====== DATA FOR PROCESSING ======
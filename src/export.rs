use std::path::Path;

use anyhow::{Context, Result};
use rust_xlsxwriter::{Workbook, Worksheet};

use crate::diagnostics::ConvergenceSummary;
use crate::ratings::RatingRow;

/// Writes the rating table and fit diagnostics as a two-sheet workbook.
pub fn export_workbook(
    path: &Path,
    rows: &[RatingRow],
    convergence: &ConvergenceSummary,
) -> Result<()> {
    let mut ratings_rows = vec![vec![
        "Rank".to_string(),
        "Team".to_string(),
        "Team Id".to_string(),
        "Net Rating".to_string(),
        "Alpha Mean".to_string(),
        "Delta Mean".to_string(),
    ]];
    for row in rows {
        ratings_rows.push(rating_row(row));
    }

    let mut fit_rows = vec![vec![
        "Parameter".to_string(),
        "R-hat".to_string(),
        "ESS".to_string(),
        "Mean".to_string(),
        "SD".to_string(),
    ]];
    for diag in &convergence.per_param {
        fit_rows.push(vec![
            diag.name.clone(),
            format!("{:.4}", diag.rhat),
            format!("{:.1}", diag.ess),
            format!("{:.6}", diag.mean),
            format!("{:.6}", diag.sd),
        ]);
    }
    fit_rows.push(Vec::new());
    fit_rows.push(vec![
        "Divergences".to_string(),
        convergence.divergences.to_string(),
    ]);
    fit_rows.push(vec![
        "Retained draws".to_string(),
        convergence.total_draws.to_string(),
    ]);
    fit_rows.push(vec![
        "Worst R-hat".to_string(),
        format!("{:.4} ({})", convergence.max_rhat, convergence.max_rhat_param),
    ]);
    fit_rows.push(vec![
        "Smallest ESS".to_string(),
        format!("{:.1} ({})", convergence.min_ess, convergence.min_ess_param),
    ]);

    let mut workbook = Workbook::new();
    {
        let sheet = workbook.add_worksheet();
        sheet.set_name("Ratings")?;
        write_rows(sheet, &ratings_rows)?;
    }
    {
        let sheet = workbook.add_worksheet();
        sheet.set_name("Fit")?;
        write_rows(sheet, &fit_rows)?;
    }

    workbook
        .save(path)
        .with_context(|| format!("failed writing workbook to {}", path.display()))?;

    Ok(())
}

fn rating_row(row: &RatingRow) -> Vec<String> {
    vec![
        row.rank.to_string(),
        row.team.clone(),
        row.team_id.to_string(),
        format!("{:.6}", row.net_rating),
        format!("{:.6}", row.alpha_mean),
        format!("{:.6}", row.delta_mean),
    ]
}

fn write_rows(worksheet: &mut Worksheet, rows: &[Vec<String>]) -> Result<()> {
    for (row_idx, row) in rows.iter().enumerate() {
        for (col_idx, value) in row.iter().enumerate() {
            worksheet
                .write_string(row_idx as u32, col_idx as u16, value)
                .with_context(|| format!("write cell ({row_idx},{col_idx})"))?;
        }
    }
    Ok(())
}

#[cfg(test)]
mod tests {
    use super::*;
    use crate::diagnostics::ParamDiagnostic;

    #[test]
    fn workbook_lands_on_disk() {
        let rows = vec![RatingRow {
            rank: 1,
            team: "Argentina".to_string(),
            team_id: 1,
            net_rating: 0.91,
            alpha_mean: 0.84,
            delta_mean: 0.07,
        }];
        let convergence = ConvergenceSummary {
            per_param: vec![ParamDiagnostic {
                name: "alpha[Argentina]".to_string(),
                rhat: 1.001,
                ess: 1450.0,
                mean: 0.84,
                sd: 0.11,
            }],
            max_rhat: 1.001,
            max_rhat_param: "alpha[Argentina]".to_string(),
            min_ess: 1450.0,
            min_ess_param: "alpha[Argentina]".to_string(),
            divergences: 0,
            total_draws: 4500,
        };

        let path = std::env::temp_dir().join(format!(
            "natrank_export_test_{}.xlsx",
            std::process::id()
        ));
        export_workbook(&path, &rows, &convergence).unwrap();
        let metadata = std::fs::metadata(&path).unwrap();
        assert!(metadata.len() > 0);
        let _ = std::fs::remove_file(&path);
    }
}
======
> _ABOUT THIS TASK_
Copy every line that appears above, with each word kept as it is.

> _SOLUTION TO THIS TASK_
filename src/export.rs
use std::path::Path;

use anyhow::{Context, Result};
use rust_xlsxwriter::{Workbook, Worksheet};

use crate::diagnostics::ConvergenceSummary;
use crate::ratings::RatingRow;

/// Writes the rating table and fit diagnostics as a two-sheet workbook.
pub fn export_workbook(
    path: &Path,
    rows: &[RatingRow],
    convergence: &ConvergenceSummary,
) -> Result<()> {
    let mut ratings_rows = vec![vec![
        "Rank".to_string(),
        "Team".to_string(),
        "Team Id".to_string(),
        "Net Rating".to_string(),
        "Alpha Mean".to_string(),
        "Delta Mean".to_string(),
    ]];
    for row in rows {
        ratings_rows.push(rating_row(row));
    }

    let mut fit_rows = vec![vec![
        "Parameter".to_string(),
        "R-hat".to_string(),
        "ESS".to_string(),
        "Mean".to_string(),
        "SD".to_string(),
    ]];
    for diag in &convergence.per_param {
        fit_rows.push(vec![
            diag.name.clone(),
            format!("{:.4}", diag.rhat),
            format!("{:.1}", diag.ess),
            format!("{:.6}", diag.mean),
            format!("{:.6}", diag.sd),
        ]);
    }
    fit_rows.push(Vec::new());
    fit_rows.push(vec![
        "Divergences".to_string(),
        convergence.divergences.to_string(),
    ]);
    fit_rows.push(vec![
        "Retained draws".to_string(),
        convergence.total_draws.to_string(),
    ]);
    fit_rows.push(vec![
        "Worst R-hat".to_string(),
        format!("{:.4} ({})", convergence.max_rhat, convergence.max_rhat_param),
    ]);
    fit_rows.push(vec![
        "Smallest ESS".to_string(),
        format!("{:.1} ({})", convergence.min_ess, convergence.min_ess_param),
    ]);

    let mut workbook = Workbook::new();
    {
        let sheet = workbook.add_worksheet();
        sheet.set_name("Ratings")?;
        write_rows(sheet, &ratings_rows)?;
    }
    {
        let sheet = workbook.add_worksheet();
        sheet.set_name("Fit")?;
        write_rows(sheet, &fit_rows)?;
    }

    workbook
        .save(path)
        .with_context(|| format!("failed writing workbook to {}", path.display()))?;

    Ok(())
}

fn rating_row(row: &RatingRow) -> Vec<String> {
    vec![
        row.rank.to_string(),
        row.team.clone(),
        row.team_id.to_string(),
        format!("{:.6}", row.net_rating),
        format!("{:.6}", row.alpha_mean),
        format!("{:.6}", row.delta_mean),
    ]
}

fn write_rows(worksheet: &mut Worksheet, rows: &[Vec<String>]) -> Result<()> {
    for (row_idx, row) in rows.iter().enumerate() {
        for (col_idx, value) in row.iter().enumerate() {
            worksheet
                .write_string(row_idx as u32, col_idx as u16, value)
                .with_context(|| format!("write cell ({row_idx},{col_idx})"))?;
        }
    }
    Ok(())
}

#[cfg(test)]
mod tests {
    use super::*;
    use crate::diagnostics::ParamDiagnostic;

    #[test]
    fn workbook_lands_on_disk() {
        let rows = vec![RatingRow {
            rank: 1,
            team: "Argentina".to_string(),
            team_id: 1,
            net_rating: 0.91,
            alpha_mean: 0.84,
            delta_mean: 0.07,
        }];
        let convergence = ConvergenceSummary {
            per_param: vec![ParamDiagnostic {
                name: "alpha[Argentina]".to_string(),
                rhat: 1.001,
                ess: 1450.0,
                mean: 0.84,
                sd: 0.11,
            }],
            max_rhat: 1.001,
            max_rhat_param: "alpha[Argentina]".to_string(),
            min_ess: 1450.0,
            min_ess_param: "alpha[Argentina]".to_string(),
            divergences: 0,
            total_draws: 4500,
        };

        let path = std::env::temp_dir().join(format!(
            "natrank_export_test_{}.xlsx",
            std::process::id()
        ));
        export_workbook(&path, &rows, &convergence).unwrap();
        let metadata = std::fs::metadata(&path).unwrap();
        assert!(metadata.len() > 0);
        let _ = std::fs::remove_file(&path);
    }
}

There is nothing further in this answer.